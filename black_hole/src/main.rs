//! Headless driver for the black hole scene
//!
//! Builds a scene from a preset (optionally overriding mass and spin), prints
//! the derived radii, then runs a scripted orbit through the same
//! input -> controller -> update -> snapshot path an interactive host uses,
//! and finishes with the final frame snapshot and a radial disk profile.
//!
//! Example:
//!   RUST_LOG=debug black_hole --preset near-maximal-kerr --frames 240

use anyhow::{ensure, Result};
use clap::Parser;
use glam::Vec3;
use winit::event::{ElementState, MouseButton};

use black_hole::units::MAX_SPIN;
use black_hole::{BlackHole, CameraController, FrameSnapshot, FrameUniforms, Preset, Quality, Scene};
use common::constants::{DEFAULT_HEIGHT, DEFAULT_WIDTH};
use common::InputState;

const FRAME_DT: f32 = 1.0 / 60.0;
const PROFILE_SAMPLES: usize = 8;

#[derive(Parser, Debug)]
#[command(author, version, about = "Kerr black hole scene driver (headless)")]
struct Cli {
    #[arg(long, value_enum, default_value_t = Preset::Supermassive)]
    preset: Preset,
    /// Override the preset mass, in solar masses
    #[arg(long)]
    mass: Option<f32>,
    /// Override the preset spin, 0 <= a < 1
    #[arg(long)]
    spin: Option<f32>,
    /// Number of 60 Hz frames to simulate
    #[arg(long, default_value_t = 120)]
    frames: u32,
    /// Scripted orbit rate in radians per second
    #[arg(long, default_value_t = 0.5)]
    orbit_speed: f32,
    #[arg(long, default_value_t = DEFAULT_WIDTH)]
    width: u32,
    #[arg(long, default_value_t = DEFAULT_HEIGHT)]
    height: u32,
    #[arg(long, value_enum, default_value_t = Quality::Medium)]
    quality: Quality,
}

fn validate(cli: &Cli) -> Result<()> {
    ensure!(cli.width > 0 && cli.height > 0, "resolution must be non-zero");
    ensure!(cli.orbit_speed.is_finite(), "orbit speed must be finite");
    if let Some(mass) = cli.mass {
        ensure!(mass.is_finite() && mass > 0.0, "mass must be a positive number of solar masses");
    }
    if let Some(spin) = cli.spin {
        ensure!((0.0..1.0).contains(&spin), "spin must satisfy 0 <= a < 1");
        if spin > MAX_SPIN {
            log::warn!("spin {} will be clamped to {}", spin, MAX_SPIN);
        }
    }
    Ok(())
}

fn main() -> Result<()> {
    env_logger::init();
    let cli = Cli::parse();
    validate(&cli)?;

    let mut scene = Scene::from_preset(cli.preset);
    if cli.mass.is_some() || cli.spin.is_some() {
        if let Some(mass) = cli.mass {
            scene.black_hole_mut().set_mass(mass);
        }
        if let Some(spin) = cli.spin {
            scene.black_hole_mut().set_spin(spin);
        }
        scene.fit_disk_to_black_hole();
    }
    scene.render.quality = cli.quality;
    scene.resize(cli.width, cli.height);

    log::info!("{} ({}x{}, {} quality)", cli.preset.name(), cli.width, cli.height, cli.quality.name());
    print_properties(scene.black_hole());

    let mut input = InputState::new();
    let mut controller = CameraController::new();
    // Dragging left by this many pixels per frame orbits at `orbit_speed`
    let pixels_per_frame = (cli.orbit_speed * FRAME_DT / controller.orbit_sensitivity) as f64;

    let mut cursor_x = 0.0;
    input.process_cursor_move(cursor_x, 0.0);
    input.process_mouse_button(MouseButton::Left, ElementState::Pressed);

    for frame in 0..cli.frames {
        cursor_x -= pixels_per_frame;
        input.process_cursor_move(cursor_x, 0.0);

        controller.apply(&input, &mut scene, FRAME_DT, false, false);
        scene.update(FRAME_DT);

        let uniforms = FrameUniforms::from_scene(&scene);
        log::trace!("frame {}: {} uniform bytes", frame, uniforms.as_bytes().len());

        input.end_frame();
    }
    input.process_mouse_button(MouseButton::Left, ElementState::Released);
    log::info!("simulated {} frames", cli.frames);

    print_snapshot(&scene.snapshot());
    print_disk_profile(&scene);

    Ok(())
}

fn print_properties(black_hole: &BlackHole) {
    let props = black_hole.properties();
    println!("Black hole");
    println!("  mass                 {:>12.4e} M☉", props.mass);
    println!("  spin                 {:>12.3}", props.spin);
    println!("  Schwarzschild radius {:>12.4}", props.schwarzschild_radius);
    println!("  event horizon        {:>12.4}", props.event_horizon);
    println!("  photon sphere        {:>12.4}", props.photon_sphere);
    println!("  ISCO                 {:>12.4}", props.isco);
    println!("  ergosphere (equator) {:>12.4}", props.ergosphere_equator);
}

fn print_snapshot(snapshot: &FrameSnapshot) {
    println!("Final frame");
    println!("  camera position      {:.3}", snapshot.camera_position);
    println!("  camera target        {:.3}", snapshot.camera_target);
    println!("  camera up            {:.3}", snapshot.camera_up);
    println!("  fov / aspect         {:.1} / {:.3}", snapshot.fov, snapshot.aspect_ratio);
    println!(
        "  disk                 {:.3}..{:.3} (thickness {:.2}, shown: {})",
        snapshot.disk_inner_radius,
        snapshot.disk_outer_radius,
        snapshot.disk_thickness,
        snapshot.show_accretion_disk
    );
    println!(
        "  horizon / photon sphere shown: {} / {}",
        snapshot.show_event_horizon, snapshot.show_photon_sphere
    );
    println!("  ray-march steps      {}", snapshot.max_steps);
    println!("  exposure / bloom     {:.2} / {}", snapshot.exposure, snapshot.bloom);
}

fn print_disk_profile(scene: &Scene) {
    let disk = scene.disk();
    let black_hole = scene.black_hole();
    let camera = scene.camera.position();
    let (inner, outer) = (disk.inner_radius(), disk.outer_radius());

    println!("Disk profile (Doppler towards the camera at phi = 0 and phi = pi)");
    println!(
        "  {:>8} {:>10} {:>22} {:>8} {:>8} {:>10}",
        "r", "T [K]", "emission", "δ(0)", "δ(π)", "ω_drag"
    );
    for i in 0..PROFILE_SAMPLES {
        let r = inner + (outer - inner) * i as f32 / (PROFILE_SAMPLES - 1) as f32;
        let temperature = disk.temperature(r);
        let emission = disk.emission(r, temperature);

        let front = Vec3::new(r, 0.0, 0.0);
        let back = Vec3::new(-r, 0.0, 0.0);
        let doppler_front = disk.doppler_factor(front, camera - front);
        let doppler_back = disk.doppler_factor(back, camera - back);

        println!(
            "  {:>8.3} {:>10.0} {:>22} {:>8.3} {:>8.3} {:>10.3e}",
            r,
            temperature,
            format!("{:.2}", emission),
            doppler_front,
            doppler_back,
            black_hole.frame_dragging_velocity(r, std::f32::consts::FRAC_PI_2)
        );
    }
}
//! Common utilities for the black hole visualization
//!
//! This crate provides the orbit camera, the owned input state, and the
//! physical/rendering constants shared by the physics crate and any host
//! application that drives it.

pub mod camera;
pub mod input;

pub use camera::*;
pub use input::*;

/// Physical constants (SI) and the simulation unit system
pub mod constants {
    /// Speed of light in m/s
    pub const SPEED_OF_LIGHT: f64 = 299_792_458.0;

    /// Gravitational constant in m³ kg⁻¹ s⁻²
    pub const GRAVITATIONAL_CONSTANT: f64 = 6.674_30e-11;

    /// Solar mass in kg
    pub const SOLAR_MASS: f64 = 1.988_92e30;

    /// Planck constant in J·s
    pub const PLANCK_CONSTANT: f64 = 6.626_070_15e-34;

    /// Boltzmann constant in J/K
    pub const BOLTZMANN_CONSTANT: f64 = 1.380_649e-23;

    /// Stefan-Boltzmann constant in W m⁻² K⁻⁴
    pub const STEFAN_BOLTZMANN: f64 = 5.670_374_419e-8;

    // Simulation units are geometric (G = c = 1)
    pub const UNIT_MASS: f32 = 1.0; // solar masses
    pub const UNIT_LENGTH: f32 = 1.0; // Schwarzschild radii
    pub const UNIT_TIME: f32 = 1.0; // GM/c³

    /// Speed of light in simulation units
    pub const C: f32 = 1.0;

    pub const DEFAULT_WIDTH: u32 = 1920;
    pub const DEFAULT_HEIGHT: u32 = 1080;
    pub const DEFAULT_FOV: f32 = 60.0;
    pub const NEAR_PLANE: f32 = 0.1;
    pub const FAR_PLANE: f32 = 1000.0;

    /// Numeric guard shared by the intersection and frame-dragging math
    pub const EPSILON: f32 = 1e-6;
}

**********

- What you should do:
Identify all lines in the records above with the word "radii".

- Result:
//! the derived radii, then runs a scripted orbit through the same
    pub const UNIT_LENGTH: f32 = 1.0; // Schwarzschild radii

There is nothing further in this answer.